いう目標を掲げてこれまで急成長してきた。しかし、新型コロナウイルス

世界的拡大の影響によって、2020年5月の訪日外国人数(推計値)は、前年

同月比99.9%減のわずか1,700人まで落ち込み、単月の訪日外国人数と

しては、JNTOが統計を取り始めた1964年以降、過去最小となった(99.9%の

減少幅は4月に続き2か月連続)。

JNTOは「新型コロナウイルス感染症の拡大により、世界的に旅行需要が

停滞している状況にあり、感染症の推移とともに今後の市場動向を注視

していく必要がある」としており、今後もしばらくは訪日客数が増加に

転じる見込みは薄いものと思われる。

観光コンテンツの魅力、価格、アクセス(交通ネットワーク)などは旅行先を

選ぶ際の重要な要素となっているが、新型コロナウイルスの後には新たな

基準が加わると思われる。なかでも、「クリーン(清潔)」であることは

不可欠な基準となろう。たとえば、シンガポールでは政府が「SGクリーン

認証」制度を推進している。SGクリーン認証は、消毒衛生管理において

最高レベルのコミットメントを達成していると認められた企業に対して、

シンガポール政府から認定される制度である。

このような制度が各国で導入され、安全と信頼を旅行客にPRすることが

必須となる。

次に、「サスティナビリティ(持続可能性)」が挙げられる。

あまりに多くの外国人観光客が訪れることで、地域住民の生活や文化財、

自然環境に悪影響が出ているため、規制をしながら「持続可能な観光」を

目指す動きがある。
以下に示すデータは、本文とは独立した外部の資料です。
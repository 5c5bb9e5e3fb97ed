// DO NOT EDIT
// This file was @generated by Stone

#![allow(
    clippy::too_many_arguments,
    clippy::large_enum_variant,
    clippy::result_large_err,
    clippy::doc_markdown,
    clippy::doc_lazy_continuation,
)]

use serde::de::{self, MapAccess};

/// A union value read off the wire: its discriminant, plus every other field of the object.
///
/// Both the flattened form `{".tag": "<tag>", "<field>": ...}` and the nested form
/// `{"<tag>": <payload>}` are accepted. In the nested form the payload is kept under the tag's
/// own name, which is where the flattened form puts the value of a single-field variant.
pub(crate) struct UnionMap {
    pub tag: String,
    pub fields: ::serde_json::Map<String, ::serde_json::Value>,
}

impl UnionMap {
    /// A union given as a bare string, which can only name a void variant.
    pub fn from_tag(tag: &str) -> Self {
        UnionMap {
            tag: tag.to_owned(),
            fields: ::serde_json::Map::new(),
        }
    }

    /// Take the named field, converting it to the requested type.
    pub fn take_field<T, E>(&mut self, name: &'static str) -> Result<T, E>
    where
        T: ::serde::de::DeserializeOwned,
        E: de::Error,
    {
        match self.fields.remove(name) {
            Some(value) => ::serde_json::from_value(value).map_err(E::custom),
            None => Err(E::missing_field(name)),
        }
    }
}

pub(crate) fn read_union_map<'de, V>(mut map: V) -> Result<UnionMap, V::Error>
where
    V: MapAccess<'de>,
{
    let mut tag = None;
    let mut fields = ::serde_json::Map::new();
    while let Some(key) = map.next_key::<String>()? {
        if key == ".tag" {
            if tag.is_some() {
                return Err(de::Error::duplicate_field(".tag"));
            }
            tag = Some(map.next_value::<String>()?);
        } else {
            let value = map.next_value::<::serde_json::Value>()?;
            fields.insert(key, value);
        }
    }
    let tag = match tag {
        Some(tag) => tag,
        None => match fields.keys().next() {
            Some(key) if fields.len() == 1 => key.clone(),
            _ => return Err(de::Error::missing_field(".tag")),
        },
    };
    Ok(UnionMap { tag, fields })
}

if_feature! { "dbx_common", pub mod common; }

if_feature! { "dbx_files", pub mod files; }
たとえば、日本の京都などでもオーバーツーリズム

深刻な問題となっており、同市では富裕層誘致による「量より質」の観光

戦略を打ち出し、改善に向けて対策に乗り出している。

今後は、オーバーツーリズムへの規制と、観光客の密集を避ける対策が

求められることになるであろう。

 

□ オーバーツーリズム

 

特定の観光地において、訪問客の著しい増加などが、地域住民の生活や

自然環境、景観などに対して受忍制度を超える負の影響をもたらしたり、

観光客の満足度を著しく低下させるような状況をいう。

「観光公害」とも呼ばれる。

 

 

この続きは、次回に。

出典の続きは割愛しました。